When the West Indies toured in November 2011, the Indian selectors opted to change the team's fast bowlers. Sreesanth and Praveen Kumar were left out of the squad and Yadav and Varun Aaron were chosen based on their performances in the ODIs against England earlier that year. Yadav made his Test debut in the first match and opened the bowling alongside Ishant Sharma in the first innings, though failed to take a wicket. In the second innings, the spinners opened the bowling and Yadav took two wickets for 36 runs (2/36) to help India to a five-wicket victory. Yadav was the first cricketer to play for Vidarbha who went on the play Test cricket. India also won the second Test, and Yadav finished with nine wickets in the series, the most amongst India's fast bowlers and less than half the total of either of the team's spinners. In the five-match ODI series that followed, he managed six wickets at an average of 24.33 from three appearances.

Yadav was selected as one of India's pace bowlers for their tour of Australia in 2011–12. He played in all four Tests, taking 14 wickets at an average of 39.35 as India lost the series 4–0. In the third Test at the WACA Ground in Perth, he took his first five-wicket haul in Test cricket, with figures of 5/93 in Australia's first and only innings. In the triangular ODI series with Australia and Sri Lanka that followed, Yadav managed 5 wickets from 6 matches at an average of 59.80.

In May 2013, Umesh was named in India's 15 member squad for the 2013 ICC Champions Trophy. He didn't have a great tournament as he had picked up just 4 wickets from all the 5 matches that he played in the tournament.

In December 2014, Umesh was named in India's 20 member squad for the 2015 Cricket World Cup. He was India's highest wicket-taker in the tournament with 18 wickets from 8 matches and was also the third highest wicket-taker in the tournament.

In May 2021, Umesh was named in India's 20 member Test squad for India's World Test Championship final against New Zealand and for India's 4 match Test series against England.

==Bowling style==
Umesh is the fastest Indian bowler with his top speed being 152.5 km/h. Writing for ESPNcricinfo in January 2012, Sidharth Monga commented that

Yadav is fit, strong, quick, and gets the ball to swing late.
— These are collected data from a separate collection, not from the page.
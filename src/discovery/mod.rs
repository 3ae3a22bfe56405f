mod file_finder;

pub use file_finder::{is_menu_resource, MenuFile, MenuFinder};
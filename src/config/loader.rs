use crate::menu::ExtensionRegistry;
use miette::{IntoDiagnostic, Result, WrapErr};
use serde::{Deserialize, Serialize};
use std::path::{Path, PathBuf};

/// Configuration for menuinflate runs
#[derive(Debug, Clone, Serialize, Deserialize)]
#[serde(default)]
pub struct Config {
    /// Patterns to exclude from discovery
    pub exclude: Vec<String>,

    /// Extra `values*` directories to load strings and colors from
    pub values_dirs: Vec<PathBuf>,

    /// Extension classes that can be constructed by name
    pub extensions: ExtensionConfig,

    /// Report configuration
    pub report: ReportConfig,
}

#[derive(Debug, Clone, Serialize, Deserialize)]
#[serde(default)]
pub struct ExtensionConfig {
    /// Action view classes (`app:actionViewClass`)
    pub action_views: Vec<String>,

    /// Action provider classes (`app:actionProviderClass`)
    pub action_providers: Vec<ProviderConfig>,
}

#[derive(Debug, Clone, Serialize, Deserialize, PartialEq, Eq)]
pub struct ProviderConfig {
    /// Fully qualified class name
    pub class: String,

    /// Whether the provider supplies a submenu
    #[serde(default)]
    pub has_sub_menu: bool,
}

#[derive(Debug, Clone, Serialize, Deserialize)]
#[serde(default)]
pub struct ReportConfig {
    /// Output format: terminal, json
    pub format: String,

    /// Show per-item attributes in terminal output
    pub show_attributes: bool,
}

impl Default for Config {
    fn default() -> Self {
        Self {
            exclude: vec![
                "**/build/**".to_string(),
                "**/generated/**".to_string(),
                "**/.gradle/**".to_string(),
                "**/.idea/**".to_string(),
            ],
            values_dirs: vec![],
            extensions: ExtensionConfig::default(),
            report: ReportConfig::default(),
        }
    }
}

impl Default for ExtensionConfig {
    fn default() -> Self {
        Self {
            action_views: vec![
                "androidx.appcompat.widget.SearchView".to_string(),
                "android.widget.SearchView".to_string(),
            ],
            action_providers: vec![
                ProviderConfig {
                    class: "androidx.appcompat.widget.ShareActionProvider".to_string(),
                    has_sub_menu: true,
                },
                ProviderConfig {
                    class: "androidx.mediarouter.app.MediaRouteActionProvider".to_string(),
                    has_sub_menu: false,
                },
            ],
        }
    }
}

impl Default for ReportConfig {
    fn default() -> Self {
        Self {
            format: "terminal".to_string(),
            show_attributes: true,
        }
    }
}

impl Config {
    /// Load configuration from a file (YAML or TOML)
    pub fn from_file(path: &Path) -> Result<Self> {
        let contents = std::fs::read_to_string(path)
            .into_diagnostic()
            .wrap_err_with(|| format!("Failed to read config file: {}", path.display()))?;

        let extension = path.extension().and_then(|e| e.to_str()).unwrap_or("");

        match extension {
            "yml" | "yaml" => serde_yaml::from_str(&contents)
                .into_diagnostic()
                .wrap_err("Failed to parse YAML config"),
            "toml" => toml::from_str(&contents)
                .into_diagnostic()
                .wrap_err("Failed to parse TOML config"),
            _ => {
                // Try YAML first, then TOML
                if let Ok(config) = serde_yaml::from_str(&contents) {
                    Ok(config)
                } else {
                    toml::from_str(&contents)
                        .into_diagnostic()
                        .wrap_err("Failed to parse config file")
                }
            }
        }
    }

    /// Try to load configuration from default locations
    pub fn from_default_locations(project_root: &Path) -> Result<Self> {
        let default_names = [
            ".menuinflate.yml",
            ".menuinflate.yaml",
            ".menuinflate.toml",
            "menuinflate.yml",
            "menuinflate.yaml",
            "menuinflate.toml",
        ];

        for name in &default_names {
            let path = project_root.join(name);
            if path.exists() {
                return Self::from_file(&path);
            }
        }

        Ok(Self::default())
    }

    /// Check if a path matches an exclusion pattern
    pub fn should_exclude(&self, path: &Path) -> bool {
        let path_str = path.to_string_lossy();
        self.exclude.iter().any(|pattern| glob_match(pattern, &path_str))
    }

    /// Registry with every configured extension class declared
    pub fn extension_registry(&self) -> ExtensionRegistry {
        let mut registry = ExtensionRegistry::new();
        for class in &self.extensions.action_views {
            registry.declare_action_view(class.clone());
        }
        for provider in &self.extensions.action_providers {
            registry.declare_action_provider(provider.class.clone(), provider.has_sub_menu);
        }
        registry
    }
}

/// Simple glob matching for patterns like "*.xml" or "**/build/**"
fn glob_match(pattern: &str, text: &str) -> bool {
    if pattern.starts_with('*') && !pattern.contains('/') {
        let suffix = &pattern[1..];
        return text.ends_with(suffix);
    }

    if pattern.ends_with('*') && !pattern.contains('/') {
        let prefix = &pattern[..pattern.len() - 1];
        return text.starts_with(prefix);
    }

    if pattern.contains("**") {
        // "**/build/**" must match a whole directory name, not a substring
        if pattern.starts_with("**/") && pattern.ends_with("/**") {
            let dir_name = pattern.trim_start_matches("**/").trim_end_matches("/**");
            let dir_pattern = format!("/{}/", dir_name.trim_matches('/'));
            return text.contains(&dir_pattern);
        }

        let parts: Vec<&str> = pattern.split("**").collect();
        if parts.len() == 2 {
            let prefix = parts[0].trim_end_matches('/');
            let suffix = parts[1].trim_start_matches('/');

            if prefix.is_empty() && suffix.is_empty() {
                return true;
            }

            if prefix.is_empty() {
                return text.ends_with(suffix) || text.contains(&format!("/{}", suffix));
            }

            if suffix.is_empty() {
                return text.starts_with(prefix) || text.contains(&format!("{}/", prefix));
            }

            return (text.starts_with(prefix) || text.contains(&format!("/{}/", prefix)))
                && (text.ends_with(suffix) || text.contains(&format!("/{}", suffix)));
        }
    }

    text == pattern
}
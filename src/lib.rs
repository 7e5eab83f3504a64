//! # NixNav Daemon - File indexing daemon
//!
//! Long-running indexing service that answers sub-second substring queries
//! over millions of filesystem entries beneath a set of bookmarked roots.
//! Clients connect over a Unix socket, issue one newline-framed JSON request,
//! and receive a bounded result set.
//!
//! ## Architecture
//!
//! - [`index`] - In-memory trigram index: interner, posting lists, bookmarks
//! - [`query`] - Query parsing and execution against the index
//! - [`persist`] - SQLite persistence (warm start, serialized writer)
//! - [`scan`] - Recursive directory scanner with exclusion rules
//! - [`server`] - Unix socket server, protocol, filesystem watcher
//! - [`reconcile`] - Integrity sweeps and network-mount rescans
//! - [`utils`] - Trigram extraction and filesystem helpers
//!
//! ## Quick Start
//!
//! ```ignore
//! use nixnav_daemon::index::IndexStore;
//! use nixnav_daemon::query::{execute, SearchFilter};
//!
//! let mut store = IndexStore::new();
//! let bid = store.add_bookmark("home", "/home/user", false).unwrap();
//! store.insert("/home/user/readme.md", false, 0, 120, bid);
//!
//! let hits = execute(&store, "readme", &SearchFilter::under("/home/user"));
//! assert_eq!(hits[0].path, "/home/user/readme.md");
//! ```
//!
//! ## Data flow
//!
//! The scanner and watcher push mutations into the [`index::IndexStore`],
//! which mirrors them through the persistence channel. Queries read the
//! store only; the database is touched once per mutation and once at warm
//! start.

pub mod config;
pub mod index;
pub mod persist;
pub mod query;
pub mod reconcile;
pub mod scan;
pub mod server;
pub mod utils;
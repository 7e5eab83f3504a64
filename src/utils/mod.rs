pub mod fsmeta;
pub mod trigram;

pub use fsmeta::*;
pub use trigram::*;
More importantly, he attacks the stumps and doesn't wait for edges. Eleven of his 21 Test wickets have been bowled. Another has been lbw. Five matches is a short career for a bigger statistical analysis, but it is worth mentioning that he takes a wicket every 39.2 balls. It is not at large odds with his overall first-class strike-rate of 46.8. Attacking the stumps also leaves less control on the run flow, which shows in his economy rate of 4.24 in Tests.

Former Australian bowler Glenn McGrath was impressed with Yadav's performance in the first Test at the Melbourne Cricket Ground in January. McGrath said

He was quite impressive. He bowls at a good pace. He seems to have a great attitude and most importantly, he's a wicket-taking bowler. Perhaps, the direction and control are not there quite yet, but it's not far away.

He's got that raw talent, good pace and can generate good bounce. He's got a lot going for him at the moment.

Former Indian cricketer Aakash Chopra, impressed by Umesh's performance in the Border–Gavaskar Trophy in 2017, said,

"It's not often that you see an Indian seamer outpace and outbowl his Australian counterparts but the spell that sealed the deal for India in Dharamshala did just that. Umesh Yadav bowled with a lot of steam on the third-day pitch and dismissed both openers before half the lead was wiped out.
There are certain spells in Test matches that leave an indelible mark on one’s memory and his spell in Dharamshala will go down as one of them."